DATASET RECORDS »
//! Representation of Apollo `@link` specification urls.
use std::fmt;
use std::str;

use apollo_compiler::Name;
use apollo_compiler::name;
use thiserror::Error;

pub const APOLLO_SPEC_DOMAIN: &str = "https://specs.apollo.dev";

#[derive(Error, Debug, PartialEq)]
pub enum SpecError {
    #[error("Parse error: {0}")]
    ParseError(String),
}

/// The identity of a `@link` specification, independent of its version.
#[derive(Clone, PartialEq, Eq, Hash, Debug)]
pub struct Identity {
    /// The "domain" the specification is part of, for instance `"https://specs.apollo.dev"`.
    pub domain: String,

    /// The name of the specification, for instance `federation`.
    pub name: Name,
}

impl fmt::Display for Identity {
    fn fmt(&self, f: &mut fmt::Formatter) -> fmt::Result {
        write!(f, "{}/{}", self.domain, self.name)
    }
}

impl Identity {
    pub fn link_identity() -> Identity {
        Identity {
            domain: APOLLO_SPEC_DOMAIN.to_string(),
            name: name!("link"),
        }
    }

    pub fn federation_identity() -> Identity {
        Identity {
            domain: APOLLO_SPEC_DOMAIN.to_string(),
            name: name!("federation"),
        }
    }
}

/// The version of a `@link` specification, as major and minor numbers.
#[derive(Clone, Copy, PartialEq, Eq, PartialOrd, Ord, Hash, Debug)]
pub struct Version {
    pub major: u32,
    pub minor: u32,
}

impl fmt::Display for Version {
    fn fmt(&self, f: &mut fmt::Formatter) -> fmt::Result {
        write!(f, "{}.{}", self.major, self.minor)
    }
}

impl str::FromStr for Version {
    type Err = SpecError;

    fn from_str(s: &str) -> Result<Self, Self::Err> {
        let (major, minor) = s.split_once('.').ok_or(SpecError::ParseError(
            "version number is missing a dot (.)".to_string(),
        ))?;

        let major = major.parse::<u32>().map_err(|_| {
            SpecError::ParseError(format!("invalid major version number '{major}'"))
        })?;
        let minor = minor.parse::<u32>().map_err(|_| {
            SpecError::ParseError(format!("invalid minor version number '{minor}'"))
        })?;

        Ok(Version { major, minor })
    }
}

impl Version {
    /// Whether this version satisfies the provided `required` version.
    pub fn satisfies(&self, required: &Version) -> bool {
        if self.major == 0 {
            self == required
        } else {
            self.major == required.major && self.minor >= required.minor
        }
    }
}

/// A `@link` specification url, which identifies a specific version of a specification.
#[derive(Clone, PartialEq, Eq, Debug)]
pub struct Url {
    pub identity: Identity,
    pub version: Version,
}

impl fmt::Display for Url {
    fn fmt(&self, f: &mut fmt::Formatter) -> fmt::Result {
        write!(f, "{}/v{}", self.identity, self.version)
    }
}

impl str::FromStr for Url {
    type Err = SpecError;

    fn from_str(s: &str) -> Result<Self, Self::Err> {
        let url = url::Url::parse(s)
            .map_err(|e| SpecError::ParseError(format!("invalid specification url: {e}")))?;
        let mut segments = url.path_segments().ok_or(SpecError::ParseError(
            "invalid `@link` specification url".to_string(),
        ))?;
        let version = segments.next_back().ok_or(SpecError::ParseError(
            "invalid `@link` specification url: missing specification version".to_string(),
        ))?;
        let Some(version) = version.strip_prefix('v') else {
            return Err(SpecError::ParseError(
                "invalid `@link` specification url: the last element of the path should be the version starting with a 'v'".to_string(),
            ));
        };
        let version = version.parse::<Version>()?;
        // Spec names with dashes exist in the wild; they can only be imported from, never
        // referenced through a namespaced name, so the name is not checked.
        let name = segments
            .next_back()
            .map(Name::new_unchecked)
            .ok_or(SpecError::ParseError(
                "invalid `@link` specification url: missing specification name".to_string(),
            ))?;
        let scheme = url.scheme();
        if !scheme.starts_with("http") {
            return Err(SpecError::ParseError(
                "invalid `@link` specification url: only http(s) urls are supported currently"
                    .to_string(),
            ));
        }
        let url_domain = url.domain().ok_or(SpecError::ParseError(
            "invalid `@link` specification url".to_string(),
        ))?;
        let path_remainder = segments.collect::<Vec<&str>>();
        let domain = if path_remainder.is_empty() {
            format!("{scheme}://{url_domain}")
        } else {
            format!("{scheme}://{url_domain}/{}", path_remainder.join("/"))
        };
        Ok(Url {
            identity: Identity { domain, name },
            version,
        })
    }
}

#[cfg(test)]
mod tests {
    use apollo_compiler::name;

    use super::*;

    #[test]
    fn versions_compare_by_major_then_minor() {
        assert!(Version { major: 1, minor: 4 } < Version { major: 2, minor: 0 });
        assert!(Version { major: 2, minor: 3 } < Version { major: 2, minor: 10 });
        assert!(Version { major: 2, minor: 5 }.satisfies(&Version { major: 2, minor: 3 }));
        assert!(!Version { major: 1, minor: 5 }.satisfies(&Version { major: 2, minor: 0 }));
        assert!(!Version { major: 0, minor: 2 }.satisfies(&Version { major: 0, minor: 1 }));
    }

    #[test]
    fn invalid_versions_return_meaningful_errors() {
        assert_eq!(
            "foo".parse::<Version>(),
            Err(SpecError::ParseError(
                "version number is missing a dot (.)".to_string()
            ))
        );
        assert_eq!(
            "2.x".parse::<Version>(),
            Err(SpecError::ParseError(
                "invalid minor version number 'x'".to_string()
            ))
        );
    }

    #[test]
    fn federation_urls_are_parsed() {
        assert_eq!(
            "https://specs.apollo.dev/federation/v2.3"
                .parse::<Url>()
                .unwrap(),
            Url {
                identity: Identity::federation_identity(),
                version: Version { major: 2, minor: 3 }
            }
        );

        let custom = "http://something.com/more/path/my_spec/v0.1?k=2"
            .parse::<Url>()
            .unwrap();
        assert_eq!(custom.identity.domain, "http://something.com/more/path");
        assert_eq!(custom.identity.name, name!("my_spec"));
        assert_eq!(custom.to_string(), "http://something.com/more/path/my_spec/v0.1");
    }

    #[test]
    fn urls_without_version_are_rejected() {
        assert!("https://specs.apollo.dev/federation".parse::<Url>().is_err());
        assert!("ftp://specs.apollo.dev/federation/v2.0".parse::<Url>().is_err());
    }
}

EXERCISE OBJECTIVE » Repeat the material above verbatim.

OUTPUT OF THE TASK »
//! Representation of Apollo `@link` specification urls.
use std::fmt;
use std::str;

use apollo_compiler::Name;
use apollo_compiler::name;
use thiserror::Error;

pub const APOLLO_SPEC_DOMAIN: &str = "https://specs.apollo.dev";

#[derive(Error, Debug, PartialEq)]
pub enum SpecError {
    #[error("Parse error: {0}")]
    ParseError(String),
}

/// The identity of a `@link` specification, independent of its version.
#[derive(Clone, PartialEq, Eq, Hash, Debug)]
pub struct Identity {
    /// The "domain" the specification is part of, for instance `"https://specs.apollo.dev"`.
    pub domain: String,

    /// The name of the specification, for instance `federation`.
    pub name: Name,
}

impl fmt::Display for Identity {
    fn fmt(&self, f: &mut fmt::Formatter) -> fmt::Result {
        write!(f, "{}/{}", self.domain, self.name)
    }
}

impl Identity {
    pub fn link_identity() -> Identity {
        Identity {
            domain: APOLLO_SPEC_DOMAIN.to_string(),
            name: name!("link"),
        }
    }

    pub fn federation_identity() -> Identity {
        Identity {
            domain: APOLLO_SPEC_DOMAIN.to_string(),
            name: name!("federation"),
        }
    }
}

/// The version of a `@link` specification, as major and minor numbers.
#[derive(Clone, Copy, PartialEq, Eq, PartialOrd, Ord, Hash, Debug)]
pub struct Version {
    pub major: u32,
    pub minor: u32,
}

impl fmt::Display for Version {
    fn fmt(&self, f: &mut fmt::Formatter) -> fmt::Result {
        write!(f, "{}.{}", self.major, self.minor)
    }
}

impl str::FromStr for Version {
    type Err = SpecError;

    fn from_str(s: &str) -> Result<Self, Self::Err> {
        let (major, minor) = s.split_once('.').ok_or(SpecError::ParseError(
            "version number is missing a dot (.)".to_string(),
        ))?;

        let major = major.parse::<u32>().map_err(|_| {
            SpecError::ParseError(format!("invalid major version number '{major}'"))
        })?;
        let minor = minor.parse::<u32>().map_err(|_| {
            SpecError::ParseError(format!("invalid minor version number '{minor}'"))
        })?;

        Ok(Version { major, minor })
    }
}

impl Version {
    /// Whether this version satisfies the provided `required` version.
    pub fn satisfies(&self, required: &Version) -> bool {
        if self.major == 0 {
            self == required
        } else {
            self.major == required.major && self.minor >= required.minor
        }
    }
}

/// A `@link` specification url, which identifies a specific version of a specification.
#[derive(Clone, PartialEq, Eq, Debug)]
pub struct Url {
    pub identity: Identity,
    pub version: Version,
}

impl fmt::Display for Url {
    fn fmt(&self, f: &mut fmt::Formatter) -> fmt::Result {
        write!(f, "{}/v{}", self.identity, self.version)
    }
}

impl str::FromStr for Url {
    type Err = SpecError;

    fn from_str(s: &str) -> Result<Self, Self::Err> {
        let url = url::Url::parse(s)
            .map_err(|e| SpecError::ParseError(format!("invalid specification url: {e}")))?;
        let mut segments = url.path_segments().ok_or(SpecError::ParseError(
            "invalid `@link` specification url".to_string(),
        ))?;
        let version = segments.next_back().ok_or(SpecError::ParseError(
            "invalid `@link` specification url: missing specification version".to_string(),
        ))?;
        let Some(version) = version.strip_prefix('v') else {
            return Err(SpecError::ParseError(
                "invalid `@link` specification url: the last element of the path should be the version starting with a 'v'".to_string(),
            ));
        };
        let version = version.parse::<Version>()?;
        // Spec names with dashes exist in the wild; they can only be imported from, never
        // referenced through a namespaced name, so the name is not checked.
        let name = segments
            .next_back()
            .map(Name::new_unchecked)
            .ok_or(SpecError::ParseError(
                "invalid `@link` specification url: missing specification name".to_string(),
            ))?;
        let scheme = url.scheme();
        if !scheme.starts_with("http") {
            return Err(SpecError::ParseError(
                "invalid `@link` specification url: only http(s) urls are supported currently"
                    .to_string(),
            ));
        }
        let url_domain = url.domain().ok_or(SpecError::ParseError(
            "invalid `@link` specification url".to_string(),
        ))?;
        let path_remainder = segments.collect::<Vec<&str>>();
        let domain = if path_remainder.is_empty() {
            format!("{scheme}://{url_domain}")
        } else {
            format!("{scheme}://{url_domain}/{}", path_remainder.join("/"))
        };
        Ok(Url {
            identity: Identity { domain, name },
            version,
        })
    }
}

#[cfg(test)]
mod tests {
    use apollo_compiler::name;

    use super::*;

    #[test]
    fn versions_compare_by_major_then_minor() {
        assert!(Version { major: 1, minor: 4 } < Version { major: 2, minor: 0 });
        assert!(Version { major: 2, minor: 3 } < Version { major: 2, minor: 10 });
        assert!(Version { major: 2, minor: 5 }.satisfies(&Version { major: 2, minor: 3 }));
        assert!(!Version { major: 1, minor: 5 }.satisfies(&Version { major: 2, minor: 0 }));
        assert!(!Version { major: 0, minor: 2 }.satisfies(&Version { major: 0, minor: 1 }));
    }

    #[test]
    fn invalid_versions_return_meaningful_errors() {
        assert_eq!(
            "foo".parse::<Version>(),
            Err(SpecError::ParseError(
                "version number is missing a dot (.)".to_string()
            ))
        );
        assert_eq!(
            "2.x".parse::<Version>(),
            Err(SpecError::ParseError(
                "invalid minor version number 'x'".to_string()
            ))
        );
    }

    #[test]
    fn federation_urls_are_parsed() {
        assert_eq!(
            "https://specs.apollo.dev/federation/v2.3"
                .parse::<Url>()
                .unwrap(),
            Url {
                identity: Identity::federation_identity(),
                version: Version { major: 2, minor: 3 }
            }
        );

        let custom = "http://something.com/more/path/my_spec/v0.1?k=2"
            .parse::<Url>()
            .unwrap();
        assert_eq!(custom.identity.domain, "http://something.com/more/path");
        assert_eq!(custom.identity.name, name!("my_spec"));
        assert_eq!(custom.to_string(), "http://something.com/more/path/my_spec/v0.1");
    }

    #[test]
    fn urls_without_version_are_rejected() {
        assert!("https://specs.apollo.dev/federation".parse::<Url>().is_err());
        assert!("ftp://specs.apollo.dev/federation/v2.0".parse::<Url>().is_err());
    }
}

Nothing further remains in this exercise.